Read literally, that rule binds everyone, not just the police. What makes the statute workable in everyday life is a short list of exceptions, and the most important one is consent of the vehicle's owner. The exceptions do the practical work, but the baseline is a ban.
This guide explains how Minnesota's court-order rule actually operates, when tracking a person becomes criminal harassment or stalking under section 609.749, what employers can and cannot do, and what to do if you find a tracker on your car. It is part of our GPS Tracking Laws by State series.
Is It Legal to Put a GPS Tracker on a Car in Minnesota?
Only if an exception in section 626A.35 covers you. The two that matter for ordinary people are simple: you can track a vehicle you own or co-own, and a business can track vehicles it owns and provides to employees.
If the car belongs to someone else and you do not have the owner's consent, installing or using a tracker is a crime. There is no exception for spouses tracking a car titled only to the other spouse, no exception for exes, and no exception for suspicious partners who slip an AirTag into a door pocket.

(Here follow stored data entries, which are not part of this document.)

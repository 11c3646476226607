//! Shared test doubles for the sync engine integration tests

use std::collections::{BTreeMap, BTreeSet, HashMap, VecDeque};
use std::path::Path;
use std::sync::atomic::{AtomicBool, AtomicUsize, Ordering};
use std::sync::{Arc, Mutex};

use anyhow::{anyhow, Result};
use chrono::{DateTime, TimeZone, Utc};
use tempfile::TempDir;
use tokio::sync::Notify;

use vaultsync_core::domain::DeltaCursor;
use vaultsync_core::ports::{
    AuthStatus, FileTimes, IAuthProvider, ILocalVault, INotificationSink, IRemoteDrive,
    IStateStore, PersistedState, RemoteItem, RemoteListing, StateMutator, VaultListing, VaultStat,
};
use vaultsync_sync::transfer::TransferOptions;
use vaultsync_sync::{EngineOptions, EnginePorts, LocalVaultAdapter, SyncEngine};

pub const ROOT: &str = "Vault";

pub fn ts(ms: i64) -> DateTime<Utc> {
    Utc.timestamp_millis_opt(ms).single().unwrap()
}

pub fn cursor(s: &str) -> DeltaCursor {
    DeltaCursor::new(s).unwrap()
}

// ============================================================================
// MockRemote
// ============================================================================

/// In-memory remote drive recording every call
#[derive(Default)]
pub struct MockRemote {
    pub files: Mutex<BTreeMap<String, Vec<u8>>>,
    pub folders: Mutex<BTreeSet<String>>,
    /// Content served by `download`, keyed by item id
    pub contents: Mutex<HashMap<String, Vec<u8>>>,
    /// Scripted `incremental_listing` results, consumed in order
    pub feed: Mutex<VecDeque<Result<RemoteListing, String>>>,
    /// Scripted `full_listing` result
    pub full: Mutex<Option<Result<RemoteListing, String>>>,
    /// Remote paths whose uploads fail
    pub fail_uploads: Mutex<BTreeSet<String>>,
    /// Remote paths whose deletions fail
    pub fail_deletes: Mutex<BTreeSet<String>>,
    pub latest_fails: AtomicBool,
    latest_issued: AtomicUsize,
    pub calls: AtomicUsize,
    pub log: Mutex<Vec<String>>,
    /// When set, `incremental_listing` parks until `release` is notified
    pub hold_listing: AtomicBool,
    pub entered: Notify,
    pub release: Notify,
}

impl MockRemote {
    fn record(&self, entry: String) {
        self.calls.fetch_add(1, Ordering::SeqCst);
        self.log.lock().unwrap().push(entry);
    }

    pub fn call_count(&self) -> usize {
        self.calls.load(Ordering::SeqCst)
    }

    pub fn log(&self) -> Vec<String> {
        self.log.lock().unwrap().clone()
    }

    pub fn logged(&self, prefix: &str) -> Vec<String> {
        self.log()
            .into_iter()
            .filter(|l| l.starts_with(prefix))
            .collect()
    }

    pub fn push_feed(&self, items: Vec<RemoteItem>, next: &str) {
        self.feed.lock().unwrap().push_back(Ok(RemoteListing {
            items,
            cursor: cursor(next),
        }));
    }

    pub fn push_feed_error(&self, message: &str) {
        self.feed.lock().unwrap().push_back(Err(message.to_string()));
    }

    pub fn set_full(&self, items: Vec<RemoteItem>, next: &str) {
        *self.full.lock().unwrap() = Some(Ok(RemoteListing {
            items,
            cursor: cursor(next),
        }));
    }

    pub fn serve(&self, id: &str, content: &[u8]) {
        self.contents
            .lock()
            .unwrap()
            .insert(id.to_string(), content.to_vec());
    }

    pub fn file(&self, path: &str) -> Option<Vec<u8>> {
        self.files.lock().unwrap().get(path).cloned()
    }

    fn store_upload(&self, path: &str, data: Vec<u8>) -> Result<()> {
        if self.fail_uploads.lock().unwrap().contains(path) {
            return Err(anyhow!("HTTP 500 for {path}"));
        }
        self.files.lock().unwrap().insert(path.to_string(), data);
        Ok(())
    }
}

#[async_trait::async_trait]
impl IRemoteDrive for MockRemote {
    async fn full_listing(&self, root: &str) -> Result<RemoteListing> {
        self.record(format!("full_listing {root}"));
        match self.full.lock().unwrap().take() {
            Some(Ok(listing)) => Ok(listing),
            Some(Err(message)) => Err(anyhow!(message)),
            None => Err(anyhow!("no full listing scripted")),
        }
    }

    async fn incremental_listing(&self, cursor: &DeltaCursor) -> Result<RemoteListing> {
        self.record(format!("incremental_listing {cursor}"));
        if self.hold_listing.load(Ordering::SeqCst) {
            self.entered.notify_one();
            self.release.notified().await;
        }
        let next = self.feed.lock().unwrap().pop_front();
        match next {
            Some(Ok(listing)) => Ok(listing),
            Some(Err(message)) => Err(anyhow!(message)),
            None => Err(anyhow!("no feed scripted")),
        }
    }

    async fn latest_cursor(&self) -> Result<DeltaCursor> {
        self.record("latest_cursor".to_string());
        if self.latest_fails.load(Ordering::SeqCst) {
            return Err(anyhow!("connection reset"));
        }
        let n = self.latest_issued.fetch_add(1, Ordering::SeqCst) + 1;
        Ok(cursor(&format!("latest-{n}")))
    }

    async fn exists(&self, path: &str) -> Result<bool> {
        self.record(format!("exists {path}"));
        Ok(self.files.lock().unwrap().contains_key(path)
            || self.folders.lock().unwrap().contains(path))
    }

    async fn delete_by_path(&self, path: &str) -> Result<()> {
        self.record(format!("delete {path}"));
        if self.fail_deletes.lock().unwrap().contains(path) {
            return Err(anyhow!("HTTP 503 for {path}"));
        }
        let prefix = format!("{path}/");
        self.files
            .lock()
            .unwrap()
            .retain(|p, _| p != path && !p.starts_with(&prefix));
        self.folders
            .lock()
            .unwrap()
            .retain(|p| p != path && !p.starts_with(&prefix));
        Ok(())
    }

    async fn create_root_folder(&self, name: &str) -> Result<()> {
        self.record(format!("create_root_folder {name}"));
        self.folders.lock().unwrap().insert(name.to_string());
        Ok(())
    }

    async fn create_folder(&self, path: &str) -> Result<()> {
        self.record(format!("create_folder {path}"));
        self.folders.lock().unwrap().insert(path.to_string());
        Ok(())
    }

    async fn upload_small(&self, path: &str, data: Vec<u8>) -> Result<()> {
        self.record(format!("upload_small {path}"));
        self.store_upload(path, data)
    }

    async fn upload_large(
        &self,
        path: &str,
        data: Vec<u8>,
        chunk_size: u64,
        progress: Option<&(dyn Fn(u64, u64) + Send + Sync)>,
    ) -> Result<()> {
        self.record(format!("upload_large {path}"));
        let total = (data.len() as u64).div_ceil(chunk_size);
        for chunk in 1..=total {
            if let Some(report) = progress {
                report(chunk, total);
            }
        }
        self.store_upload(path, data)
    }

    async fn download(&self, item: &RemoteItem) -> Result<Vec<u8>> {
        self.record(format!("download {}", item.name));
        self.contents
            .lock()
            .unwrap()
            .get(&item.id)
            .cloned()
            .ok_or_else(|| anyhow!("no content for item {}", item.id))
    }
}

/// A feed item under the synced root; `parent` is vault-relative
pub fn remote_item(id: &str, parent: &str, name: &str, mtime: i64) -> RemoteItem {
    let parent_path = if parent.is_empty() {
        format!("/drive/root:/Apps/VaultSync/{ROOT}")
    } else {
        format!("/drive/root:/Apps/VaultSync/{ROOT}/{parent}")
    };
    RemoteItem {
        id: id.to_string(),
        name: name.to_string(),
        parent_path: Some(parent_path),
        created_at: Some(ts(mtime)),
        modified_at: Some(ts(mtime)),
        size: 0,
        is_folder: false,
        is_deleted: false,
        download_url: None,
    }
}

pub fn remote_folder(id: &str, parent: &str, name: &str, mtime: i64) -> RemoteItem {
    RemoteItem {
        is_folder: true,
        ..remote_item(id, parent, name, mtime)
    }
}

pub fn remote_deleted(id: &str, parent: &str, name: &str) -> RemoteItem {
    RemoteItem {
        is_deleted: true,
        created_at: None,
        modified_at: None,
        ..remote_item(id, parent, name, 0)
    }
}

// ============================================================================
// MemoryStateStore
// ============================================================================

#[derive(Default)]
pub struct MemoryStateStore {
    pub state: Mutex<PersistedState>,
    pub writes: AtomicUsize,
}

impl MemoryStateStore {
    pub fn with(state: PersistedState) -> Self {
        Self {
            state: Mutex::new(state),
            writes: AtomicUsize::new(0),
        }
    }

    pub fn snapshot(&self) -> PersistedState {
        self.state.lock().unwrap().clone()
    }

    pub fn write_count(&self) -> usize {
        self.writes.load(Ordering::SeqCst)
    }
}

#[async_trait::async_trait]
impl IStateStore for MemoryStateStore {
    async fn load(&self) -> Result<PersistedState> {
        Ok(self.snapshot())
    }

    async fn update(&self, mutator: StateMutator) -> Result<PersistedState> {
        let mut state = self.state.lock().unwrap();
        mutator(&mut *state);
        self.writes.fetch_add(1, Ordering::SeqCst);
        Ok(state.clone())
    }
}

// ============================================================================
// FixedAuth / RecordingSink
// ============================================================================

pub struct FixedAuth {
    pub status: Mutex<AuthStatus>,
}

impl FixedAuth {
    pub fn new(status: AuthStatus) -> Self {
        Self {
            status: Mutex::new(status),
        }
    }

    pub fn set(&self, status: AuthStatus) {
        *self.status.lock().unwrap() = status;
    }
}

#[async_trait::async_trait]
impl IAuthProvider for FixedAuth {
    async fn acquire_token(&self) -> Result<String> {
        Ok("test-access-token".to_string())
    }

    async fn status(&self) -> AuthStatus {
        *self.status.lock().unwrap()
    }
}

#[derive(Default)]
pub struct RecordingSink {
    pub messages: Mutex<Vec<String>>,
}

impl RecordingSink {
    pub fn messages(&self) -> Vec<String> {
        self.messages.lock().unwrap().clone()
    }

    pub fn saw(&self, message: &str) -> bool {
        self.messages().iter().any(|m| m == message)
    }
}

impl INotificationSink for RecordingSink {
    fn notify(&self, message: &str) {
        self.messages.lock().unwrap().push(message.to_string());
    }
}

// ============================================================================
// StubbornVault
// ============================================================================

/// Real vault on disk whose `remove` can be made to fail per path
pub struct StubbornVault {
    inner: LocalVaultAdapter,
    pub fail_removes: Mutex<BTreeSet<String>>,
}

impl StubbornVault {
    pub fn new(root: &Path) -> Self {
        Self {
            inner: LocalVaultAdapter::new(root),
            fail_removes: Mutex::new(BTreeSet::new()),
        }
    }
}

#[async_trait::async_trait]
impl ILocalVault for StubbornVault {
    async fn list(&self, path: &str) -> Result<VaultListing> {
        self.inner.list(path).await
    }

    async fn stat(&self, path: &str) -> Result<Option<VaultStat>> {
        self.inner.stat(path).await
    }

    async fn exists(&self, path: &str) -> Result<bool> {
        self.inner.exists(path).await
    }

    async fn create_folder(&self, path: &str) -> Result<()> {
        self.inner.create_folder(path).await
    }

    async fn write_binary(&self, path: &str, data: &[u8], times: FileTimes) -> Result<()> {
        self.inner.write_binary(path, data, times).await
    }

    async fn read_binary(&self, path: &str) -> Result<Vec<u8>> {
        self.inner.read_binary(path).await
    }

    async fn remove(&self, path: &str) -> Result<()> {
        if self.fail_removes.lock().unwrap().contains(path) {
            return Err(anyhow!("permission denied: {path}"));
        }
        self.inner.remove(path).await
    }
}

// ============================================================================
// Harness
// ============================================================================

pub struct Harness {
    pub dir: TempDir,
    pub remote: Arc<MockRemote>,
    pub vault: Arc<StubbornVault>,
    pub store: Arc<MemoryStateStore>,
    pub auth: Arc<FixedAuth>,
    pub sink: Arc<RecordingSink>,
    pub engine: SyncEngine,
}

impl Harness {
    pub fn path(&self, relative: &str) -> std::path::PathBuf {
        self.dir.path().join(relative)
    }

    pub fn read(&self, relative: &str) -> Option<Vec<u8>> {
        std::fs::read(self.path(relative)).ok()
    }
}

/// Small limits so chunked uploads happen with tiny files:
/// more than 16 bytes goes through a session with 8-byte chunks
pub fn test_options() -> EngineOptions {
    EngineOptions {
        root_name: ROOT.to_string(),
        base_ignore_patterns: vec![r"\.vaultsync".to_string()],
        transfer: TransferOptions {
            concurrency: 4,
            small_upload_limit: 16,
            chunk_size: 8,
        },
    }
}

pub async fn harness_with(state: PersistedState, auth: AuthStatus) -> Harness {
    let dir = TempDir::new().unwrap();
    let remote = Arc::new(MockRemote::default());
    let store = Arc::new(MemoryStateStore::with(state));
    let auth = Arc::new(FixedAuth::new(auth));
    let sink = Arc::new(RecordingSink::default());
    let vault = Arc::new(StubbornVault::new(dir.path()));

    let ports = EnginePorts {
        auth: auth.clone(),
        remote: remote.clone(),
        vault: vault.clone(),
        store: store.clone(),
        notifier: sink.clone(),
    };
    let engine = SyncEngine::open(ports, test_options()).await.unwrap();

    Harness {
        dir,
        remote,
        vault,
        store,
        auth,
        sink,
        engine,
    }
}

/// Authenticated harness with an existing cursor `c0`
pub async fn synced_harness(remote_index: vaultsync_core::domain::IndexSnapshot) -> Harness {
    let state = PersistedState {
        cursor: Some(cursor("c0")),
        remote_index,
        ignore_patterns: Vec::new(),
    };
    harness_with(state, AuthStatus::Authenticated).await
}

/// Write a local file and set its modification time
pub fn write_local(root: &Path, relative: &str, content: &[u8], mtime: i64) {
    let path = root.join(relative);
    std::fs::create_dir_all(path.parent().unwrap()).unwrap();
    std::fs::write(&path, content).unwrap();
    let ft = filetime::FileTime::from_unix_time(mtime / 1000, ((mtime % 1000) * 1_000_000) as u32);
    filetime::set_file_mtime(&path, ft).unwrap();
}

pub fn file_entry(path: &str, mtime: i64, size: u64) -> vaultsync_core::domain::IndexEntry {
    vaultsync_core::domain::IndexEntry::new(
        path,
        vaultsync_core::domain::EntryKind::File,
        ts(mtime),
        ts(mtime),
        size,
    )
    .unwrap()
}

pub fn index_of(
    entries: Vec<vaultsync_core::domain::IndexEntry>,
) -> vaultsync_core::domain::IndexSnapshot {
    entries.into_iter().map(|e| (e.path.clone(), e)).collect()
}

That puts Minnesota among the stricter states. Many states criminalize tracking only when it is done to harass or with intent to injure. Minnesota's statute does not ask why you did it. If you knowingly installed or used the device without a court order and without a qualifying exception, the elements are met.
The criminal exposure does not stop there. If the tracking is part of a pattern directed at a person, harassment and stalking charges under section 609.749 can stack on top, and those climb to felony level quickly.
Minnesota's Court-Order Rule (626A.35) and Its Consent Exceptions
Section 626A.35 sits inside Minnesota's electronic surveillance chapter, and its structure is unusual. Subdivision 1 states the general rule: except as otherwise provided, no person may install or use a mobile tracking device without a court order issued under the chapter's procedures.
The statute was written with law enforcement in mind. It sets out how officers apply for tracking orders and what judges must find. But the prohibition itself is worded to reach any person, which is why private tracking falls under it too.
The exceptions then carve out the lawful cases:
- Owner consent. The ban does not apply when the owner of the vehicle or object consents. A registered owner or co-owner can track their own car.
- Employer vehicles. Because the business owns the vehicle, the owner-consent exception lets it use tracking devices on its own fleet, including company cars assigned to employees.
- Law enforcement with a court order. Officers can track once a judge signs an order supported by the required showing.
- Stolen vehicles. Police can activate or use a tracking device in a reported stolen vehicle, with the owner's consent or a stolen vehicle report. A 2023 amendment created this exception with a 24-hour deadline, and a 2025 amendment tightened it to 12 hours: officers must obtain a warrant, disable the device, or remove it within that window.
- Fleeing vehicles. A 2025 amendment lets officers deploy a tracking device on a fleeing motor vehicle, subject to the same 12-hour warrant-or-remove requirement.
- Communication service providers. Providers can use tracking capability in the normal course of furnishing service.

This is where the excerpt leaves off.